── Task input ──
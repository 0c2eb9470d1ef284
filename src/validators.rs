//! Request payloads and the rules they're checked against.
//!
//! Every payload can be read either from a JSON body or from an HTML form, and
//! has to pass `Validate::validate` before it reaches the database.

use std::fmt;

use lazy_static::lazy_static;

use regex::Regex;

use rocket::request::FromForm;

use serde::{Deserialize, Serialize};

use crate::models::VoteType;

/// Bounds for a community name.
pub const COMMUNITY_NAME_LEN: (usize, usize) = (3, 21);
/// Bounds for a username.
pub const USERNAME_LEN: (usize, usize) = (3, 32);
/// Bounds for a password.
pub const PASSWORD_LEN: (usize, usize) = (8, 128);
/// Bounds for the title of a post.
pub const POST_TITLE_LEN: (usize, usize) = (3, 128);
/// Bounds for the title of a blog.
pub const BLOG_TITLE_LEN: (usize, usize) = (3, 100);

lazy_static! {
    static ref USERNAME_REGEX: Regex = Regex::new(r"^[A-Za-z0-9_]+$").unwrap();
    static ref EMAIL_REGEX: Regex =
        Regex::new(r"^[^@\s]+@[^@\s]+\.[^@\s]+$").unwrap();
}

/// A single field that failed validation.
#[derive(Clone, Debug, PartialEq, Eq, Serialize)]
pub struct FieldError {
    pub field: &'static str,
    pub message: String,
}

/// All of the fields of a payload that failed validation.
#[derive(Clone, Debug, Default, PartialEq, Eq)]
pub struct ValidationErrors(Vec<FieldError>);

impl ValidationErrors {
    pub fn as_slice(&self) -> &[FieldError] {
        &self.0
    }

    pub fn is_empty(&self) -> bool {
        self.0.is_empty()
    }

    /// Whether `field` is among the failed fields.
    pub fn has(&self, field: &str) -> bool {
        self.0.iter().any(|err| err.field == field)
    }

    fn add<S>(&mut self, field: &'static str, message: S)
    where
        S: Into<String>,
    {
        self.0.push(FieldError {
            field,
            message: message.into(),
        });
    }

    /// Check that a trimmed string is within `(min, max)` characters.
    fn length(&mut self, field: &'static str, value: &str, bounds: (usize, usize)) {
        self.char_count(field, value.trim(), bounds);
    }

    /// Check that a string, whitespace included, is within `(min, max)`
    /// characters.
    fn char_count(&mut self, field: &'static str, value: &str, bounds: (usize, usize)) {
        let (min, max) = bounds;
        let len = value.chars().count();

        if len < min {
            self.add(
                field,
                format!("must contain at least {} character(s)", min),
            );
        } else if len > max {
            self.add(field, format!("must contain at most {} character(s)", max));
        }
    }

    fn required(&mut self, field: &'static str, value: &str) {
        if value.trim().is_empty() {
            self.add(field, "is required");
        }
    }

    fn finish(self) -> Result<(), ValidationErrors> {
        if self.is_empty() {
            Ok(())
        } else {
            Err(self)
        }
    }
}

impl fmt::Display for ValidationErrors {
    fn fmt(&self, f: &mut fmt::Formatter) -> fmt::Result {
        let mut first = true;

        for err in &self.0 {
            if !first {
                write!(f, "; ")?;
            }
            write!(f, "{} {}", err.field, err.message)?;
            first = false;
        }

        Ok(())
    }
}

/// A payload that can be checked for validity.
pub trait Validate {
    fn validate(&self) -> Result<(), ValidationErrors>;
}

/// Turn a community name into the slug used in its URL.
///
/// Runs of anything other than ASCII letters and digits become a single dash.
pub fn generate_slug<S>(name: S) -> String
where
    S: AsRef<str>,
{
    let mut slug = String::with_capacity(name.as_ref().len());
    let mut pending_dash = false;

    for c in name.as_ref().trim().chars() {
        if c.is_ascii_alphanumeric() {
            if pending_dash && !slug.is_empty() {
                slug.push('-');
            }
            pending_dash = false;
            slug.push(c.to_ascii_lowercase());
        } else {
            pending_dash = true;
        }
    }

    slug
}

/// A request to create a community.
#[derive(Clone, Debug, Deserialize, FromForm)]
pub struct CreateCommunity {
    pub name: String,
}

impl Validate for CreateCommunity {
    fn validate(&self) -> Result<(), ValidationErrors> {
        let mut errors = ValidationErrors::default();

        errors.length("name", &self.name, COMMUNITY_NAME_LEN);

        if !errors.has("name") && generate_slug(&self.name).is_empty() {
            errors.add("name", "must contain at least one letter or digit");
        }

        errors.finish()
    }
}

/// A request to register a new user.
#[derive(Clone, Debug, Deserialize, FromForm)]
#[serde(rename_all = "camelCase")]
pub struct CreateUser {
    pub username: String,
    pub email: String,
    pub password: String,
    pub confirm_password: String,
}

impl CreateUser {
    /// The email address in the form it's stored in.
    pub fn normalized_email(&self) -> String {
        self.email.trim().to_lowercase()
    }
}

impl Validate for CreateUser {
    fn validate(&self) -> Result<(), ValidationErrors> {
        let mut errors = ValidationErrors::default();

        errors.length("username", &self.username, USERNAME_LEN);
        if !errors.has("username") && !USERNAME_REGEX.is_match(self.username.trim())
        {
            errors.add(
                "username",
                "may only contain letters, digits and underscores",
            );
        }

        errors.required("email", &self.email);
        if !errors.has("email") && !EMAIL_REGEX.is_match(self.email.trim()) {
            errors.add("email", "is not a valid email address");
        }

        let password_len = self.password.chars().count();
        if password_len < PASSWORD_LEN.0 {
            errors.add(
                "password",
                format!("must contain at least {} character(s)", PASSWORD_LEN.0),
            );
        } else if password_len > PASSWORD_LEN.1 {
            errors.add(
                "password",
                format!("must contain at most {} character(s)", PASSWORD_LEN.1),
            );
        }

        if self.password != self.confirm_password {
            errors.add("confirmPassword", "passwords do not match");
        }

        errors.finish()
    }
}

/// A request to sign in.
#[derive(Clone, Debug, Deserialize, FromForm)]
pub struct SignIn {
    pub email: String,
    pub password: String,
}

impl Validate for SignIn {
    fn validate(&self) -> Result<(), ValidationErrors> {
        let mut errors = ValidationErrors::default();

        errors.required("email", &self.email);
        if self.password.is_empty() {
            errors.add("password", "is required");
        }

        errors.finish()
    }
}

/// A request to create a post in a community.
#[derive(Clone, Debug, Deserialize, FromForm)]
pub struct CreatePost {
    pub title: String,
    #[serde(default)]
    pub content: String,
}

impl Validate for CreatePost {
    fn validate(&self) -> Result<(), ValidationErrors> {
        let mut errors = ValidationErrors::default();

        errors.length("title", &self.title, POST_TITLE_LEN);

        errors.finish()
    }
}

/// A blog post.
///
/// Every field is required to be present; only the title has a length
/// constraint, counted as written. `tags` is a comma separated list.
#[derive(Clone, Debug, Deserialize, FromForm)]
#[serde(rename_all = "camelCase")]
pub struct BlogPayload {
    pub title: String,
    pub content: String,
    pub cover_image: String,
    pub tags: String,
}

impl Validate for BlogPayload {
    fn validate(&self) -> Result<(), ValidationErrors> {
        let mut errors = ValidationErrors::default();

        errors.char_count("title", &self.title, BLOG_TITLE_LEN);

        errors.finish()
    }
}

/// A vote on a post.
#[derive(Clone, Debug, Deserialize)]
#[serde(rename_all = "camelCase")]
pub struct VotePayload {
    pub vote_type: VoteType,
}

#[cfg(test)]
mod tests {
    use super::*;

    fn user(username: &str, email: &str, pass: &str, confirm: &str) -> CreateUser {
        CreateUser {
            username: username.into(),
            email: email.into(),
            password: pass.into(),
            confirm_password: confirm.into(),
        }
    }

    #[test]
    fn slug() {
        assert_eq!(generate_slug("Rust Lang"), "rust-lang");
        assert_eq!(generate_slug("  C++ & Friends!  "), "c-friends");
        assert_eq!(generate_slug("already-a-slug"), "already-a-slug");
        assert_eq!(generate_slug("__init__"), "init");
        assert_eq!(generate_slug("日本"), "");
    }

    #[test]
    fn community_name_bounds() {
        let ok = |name: &str| CreateCommunity { name: name.into() }.validate().is_ok();

        assert!(!ok(""));
        assert!(!ok("ab"));
        assert!(!ok("   ab   "));
        assert!(ok("abc"));
        assert!(ok(&"a".repeat(21)));
        assert!(!ok(&"a".repeat(22)));
        assert!(!ok("!!!!"));
    }

    #[test]
    fn valid_user() {
        let payload = user("john_doe", "John@Example.com", "hunter22", "hunter22");

        assert!(payload.validate().is_ok());
        assert_eq!(payload.normalized_email(), "john@example.com");
    }

    #[test]
    fn invalid_user_reports_every_field() {
        let payload = user("j d", "not-an-email", "short", "other");

        let errors = payload.validate().unwrap_err();

        assert!(errors.has("username"));
        assert!(errors.has("email"));
        assert!(errors.has("password"));
        assert!(errors.has("confirmPassword"));
    }

    #[test]
    fn mismatched_passwords() {
        let payload = user("jane", "jane@example.com", "correct horse", "correct hose");

        let errors = payload.validate().unwrap_err();

        assert_eq!(errors.as_slice().len(), 1);
        assert_eq!(errors.as_slice()[0].field, "confirmPassword");
    }

    #[test]
    fn empty_sign_in() {
        let errors = SignIn {
            email: " ".into(),
            password: "".into(),
        }
        .validate()
        .unwrap_err();

        assert!(errors.has("email"));
        assert!(errors.has("password"));
    }

    #[test]
    fn post_title_bounds() {
        let post = |title: &str| CreatePost {
            title: title.into(),
            content: String::new(),
        };

        assert!(post("hi").validate().is_err());
        assert!(post("hey").validate().is_ok());
        assert!(post(&"x".repeat(129)).validate().is_err());
    }

    #[test]
    fn blog_title_bounds() {
        let blog = |title: &str| BlogPayload {
            title: title.into(),
            content: "Some *markdown*".into(),
            cover_image: String::new(),
            tags: "rust, web".into(),
        };

        assert!(blog("ab").validate().is_err());
        assert!(blog("abc").validate().is_ok());
        assert!(blog(&"b".repeat(100)).validate().is_ok());
        assert!(blog(&"b".repeat(101)).validate().is_err());

        // Blog titles count surrounding whitespace.
        assert!(blog("  ab  ").validate().is_ok());
        assert!(blog(" ab").validate().is_ok());
        assert!(blog(&format!(" {}", "b".repeat(100))).validate().is_err());
    }

    #[test]
    fn blog_payload_requires_every_field() {
        let json = r#"{"title": "Hello there", "content": "", "tags": ""}"#;
        assert!(serde_json::from_str::<BlogPayload>(json).is_err());

        let json = r#"{"title": "Hello there", "content": "", "coverImage": "", "tags": ""}"#;
        assert!(serde_json::from_str::<BlogPayload>(json).is_ok());
    }

    #[test]
    fn display_joins_fields() {
        let errors = CreateCommunity { name: "a".into() }.validate().unwrap_err();

        assert_eq!(errors.to_string(), "name must contain at least 3 character(s)");
    }
}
───
• **What you have to do**
From the records above, copy each line where the word "that" can be found.

• **Task output**
/// A single field that failed validation.
/// All of the fields of a payload that failed validation.
    /// Check that a trimmed string is within `(min, max)` characters.
    /// Check that a string, whitespace included, is within `(min, max)`
/// A payload that can be checked for validity.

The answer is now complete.